**Brief:** The answer must be an exact copy of all the data below.

**Data records:**

☆ ☆ ☆ ☆ ☆

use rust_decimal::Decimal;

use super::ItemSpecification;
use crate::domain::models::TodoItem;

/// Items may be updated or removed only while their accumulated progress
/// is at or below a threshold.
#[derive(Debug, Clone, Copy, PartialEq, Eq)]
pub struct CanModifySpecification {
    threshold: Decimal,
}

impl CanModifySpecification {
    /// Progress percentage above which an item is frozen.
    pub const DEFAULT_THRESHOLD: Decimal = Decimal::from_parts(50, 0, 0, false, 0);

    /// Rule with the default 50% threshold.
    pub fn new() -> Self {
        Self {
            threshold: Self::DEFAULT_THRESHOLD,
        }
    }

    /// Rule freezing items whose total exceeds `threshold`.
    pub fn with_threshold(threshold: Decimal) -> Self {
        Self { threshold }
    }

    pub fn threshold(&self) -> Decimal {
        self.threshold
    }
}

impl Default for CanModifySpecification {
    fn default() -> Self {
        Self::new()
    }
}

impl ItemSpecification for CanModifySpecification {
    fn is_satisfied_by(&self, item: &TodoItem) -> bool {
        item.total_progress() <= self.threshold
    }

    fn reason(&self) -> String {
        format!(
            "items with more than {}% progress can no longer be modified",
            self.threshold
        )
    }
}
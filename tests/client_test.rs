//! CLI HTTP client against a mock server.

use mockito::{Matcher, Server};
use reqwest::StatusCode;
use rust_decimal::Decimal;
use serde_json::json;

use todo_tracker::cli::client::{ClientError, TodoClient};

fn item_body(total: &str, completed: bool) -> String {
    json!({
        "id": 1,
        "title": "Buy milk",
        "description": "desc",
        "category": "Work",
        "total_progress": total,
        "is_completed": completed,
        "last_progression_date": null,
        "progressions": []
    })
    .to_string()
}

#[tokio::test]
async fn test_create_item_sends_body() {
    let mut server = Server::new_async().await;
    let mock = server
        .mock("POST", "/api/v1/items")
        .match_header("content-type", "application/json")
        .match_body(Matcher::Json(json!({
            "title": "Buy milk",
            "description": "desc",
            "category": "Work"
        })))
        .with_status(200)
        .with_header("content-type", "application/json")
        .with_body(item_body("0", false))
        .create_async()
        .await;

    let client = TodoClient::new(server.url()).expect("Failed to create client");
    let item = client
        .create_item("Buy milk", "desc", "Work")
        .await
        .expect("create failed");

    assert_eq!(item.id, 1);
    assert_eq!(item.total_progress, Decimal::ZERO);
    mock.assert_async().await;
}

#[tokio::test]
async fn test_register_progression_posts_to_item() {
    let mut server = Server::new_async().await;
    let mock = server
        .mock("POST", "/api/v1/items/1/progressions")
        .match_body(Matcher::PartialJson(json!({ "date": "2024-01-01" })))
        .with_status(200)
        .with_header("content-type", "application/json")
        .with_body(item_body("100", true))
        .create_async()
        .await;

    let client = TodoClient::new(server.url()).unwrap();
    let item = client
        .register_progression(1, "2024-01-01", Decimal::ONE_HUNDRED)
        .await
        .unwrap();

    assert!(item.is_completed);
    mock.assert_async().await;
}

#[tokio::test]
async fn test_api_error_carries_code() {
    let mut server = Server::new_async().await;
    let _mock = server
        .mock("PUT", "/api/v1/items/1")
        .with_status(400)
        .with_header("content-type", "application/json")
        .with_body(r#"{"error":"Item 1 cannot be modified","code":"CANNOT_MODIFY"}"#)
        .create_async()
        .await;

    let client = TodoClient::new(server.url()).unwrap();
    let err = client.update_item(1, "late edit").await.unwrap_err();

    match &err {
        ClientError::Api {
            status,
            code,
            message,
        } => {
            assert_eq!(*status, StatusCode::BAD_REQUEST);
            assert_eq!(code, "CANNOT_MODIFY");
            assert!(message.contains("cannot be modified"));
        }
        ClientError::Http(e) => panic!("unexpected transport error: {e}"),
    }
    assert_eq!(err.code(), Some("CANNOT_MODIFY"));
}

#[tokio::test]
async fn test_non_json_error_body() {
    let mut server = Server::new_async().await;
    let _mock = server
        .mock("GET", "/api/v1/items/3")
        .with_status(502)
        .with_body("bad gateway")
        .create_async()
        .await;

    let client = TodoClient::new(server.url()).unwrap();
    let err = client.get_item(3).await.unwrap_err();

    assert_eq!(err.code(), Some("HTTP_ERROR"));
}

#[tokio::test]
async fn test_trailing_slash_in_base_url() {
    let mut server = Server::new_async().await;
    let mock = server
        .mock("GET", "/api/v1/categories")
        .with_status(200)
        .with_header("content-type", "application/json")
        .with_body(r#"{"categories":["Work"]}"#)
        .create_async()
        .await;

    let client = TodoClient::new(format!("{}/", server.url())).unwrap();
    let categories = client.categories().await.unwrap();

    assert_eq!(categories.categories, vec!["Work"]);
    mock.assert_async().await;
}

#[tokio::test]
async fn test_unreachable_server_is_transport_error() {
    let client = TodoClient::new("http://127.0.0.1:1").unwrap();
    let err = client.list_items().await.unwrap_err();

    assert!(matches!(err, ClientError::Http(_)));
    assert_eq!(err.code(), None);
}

☆ ☆ ☆ ☆ ☆

**Response below:**
use rust_decimal::Decimal;

use super::ItemSpecification;
use crate::domain::models::TodoItem;

/// Items may be updated or removed only while their accumulated progress
/// is at or below a threshold.
#[derive(Debug, Clone, Copy, PartialEq, Eq)]
pub struct CanModifySpecification {
    threshold: Decimal,
}

impl CanModifySpecification {
    /// Progress percentage above which an item is frozen.
    pub const DEFAULT_THRESHOLD: Decimal = Decimal::from_parts(50, 0, 0, false, 0);

    /// Rule with the default 50% threshold.
    pub fn new() -> Self {
        Self {
            threshold: Self::DEFAULT_THRESHOLD,
        }
    }

    /// Rule freezing items whose total exceeds `threshold`.
    pub fn with_threshold(threshold: Decimal) -> Self {
        Self { threshold }
    }

    pub fn threshold(&self) -> Decimal {
        self.threshold
    }
}

impl Default for CanModifySpecification {
    fn default() -> Self {
        Self::new()
    }
}

impl ItemSpecification for CanModifySpecification {
    fn is_satisfied_by(&self, item: &TodoItem) -> bool {
        item.total_progress() <= self.threshold
    }

    fn reason(&self) -> String {
        format!(
            "items with more than {}% progress can no longer be modified",
            self.threshold
        )
    }
}
filename tests/client_test.rs
//! CLI HTTP client against a mock server.

use mockito::{Matcher, Server};
use reqwest::StatusCode;
use rust_decimal::Decimal;
use serde_json::json;

use todo_tracker::cli::client::{ClientError, TodoClient};

fn item_body(total: &str, completed: bool) -> String {
    json!({
        "id": 1,
        "title": "Buy milk",
        "description": "desc",
        "category": "Work",
        "total_progress": total,
        "is_completed": completed,
        "last_progression_date": null,
        "progressions": []
    })
    .to_string()
}

#[tokio::test]
async fn test_create_item_sends_body() {
    let mut server = Server::new_async().await;
    let mock = server
        .mock("POST", "/api/v1/items")
        .match_header("content-type", "application/json")
        .match_body(Matcher::Json(json!({
            "title": "Buy milk",
            "description": "desc",
            "category": "Work"
        })))
        .with_status(200)
        .with_header("content-type", "application/json")
        .with_body(item_body("0", false))
        .create_async()
        .await;

    let client = TodoClient::new(server.url()).expect("Failed to create client");
    let item = client
        .create_item("Buy milk", "desc", "Work")
        .await
        .expect("create failed");

    assert_eq!(item.id, 1);
    assert_eq!(item.total_progress, Decimal::ZERO);
    mock.assert_async().await;
}

#[tokio::test]
async fn test_register_progression_posts_to_item() {
    let mut server = Server::new_async().await;
    let mock = server
        .mock("POST", "/api/v1/items/1/progressions")
        .match_body(Matcher::PartialJson(json!({ "date": "2024-01-01" })))
        .with_status(200)
        .with_header("content-type", "application/json")
        .with_body(item_body("100", true))
        .create_async()
        .await;

    let client = TodoClient::new(server.url()).unwrap();
    let item = client
        .register_progression(1, "2024-01-01", Decimal::ONE_HUNDRED)
        .await
        .unwrap();

    assert!(item.is_completed);
    mock.assert_async().await;
}

#[tokio::test]
async fn test_api_error_carries_code() {
    let mut server = Server::new_async().await;
    let _mock = server
        .mock("PUT", "/api/v1/items/1")
        .with_status(400)
        .with_header("content-type", "application/json")
        .with_body(r#"{"error":"Item 1 cannot be modified","code":"CANNOT_MODIFY"}"#)
        .create_async()
        .await;

    let client = TodoClient::new(server.url()).unwrap();
    let err = client.update_item(1, "late edit").await.unwrap_err();

    match &err {
        ClientError::Api {
            status,
            code,
            message,
        } => {
            assert_eq!(*status, StatusCode::BAD_REQUEST);
            assert_eq!(code, "CANNOT_MODIFY");
            assert!(message.contains("cannot be modified"));
        }
        ClientError::Http(e) => panic!("unexpected transport error: {e}"),
    }
    assert_eq!(err.code(), Some("CANNOT_MODIFY"));
}

#[tokio::test]
async fn test_non_json_error_body() {
    let mut server = Server::new_async().await;
    let _mock = server
        .mock("GET", "/api/v1/items/3")
        .with_status(502)
        .with_body("bad gateway")
        .create_async()
        .await;

    let client = TodoClient::new(server.url()).unwrap();
    let err = client.get_item(3).await.unwrap_err();

    assert_eq!(err.code(), Some("HTTP_ERROR"));
}

#[tokio::test]
async fn test_trailing_slash_in_base_url() {
    let mut server = Server::new_async().await;
    let mock = server
        .mock("GET", "/api/v1/categories")
        .with_status(200)
        .with_header("content-type", "application/json")
        .with_body(r#"{"categories":["Work"]}"#)
        .create_async()
        .await;

    let client = TodoClient::new(format!("{}/", server.url())).unwrap();
    let categories = client.categories().await.unwrap();

    assert_eq!(categories.categories, vec!["Work"]);
    mock.assert_async().await;
}

#[tokio::test]
async fn test_unreachable_server_is_transport_error() {
    let client = TodoClient::new("http://127.0.0.1:1").unwrap();
    let err = client.list_items().await.unwrap_err();

    assert!(matches!(err, ClientError::Http(_)));
    assert_eq!(err.code(), None);
}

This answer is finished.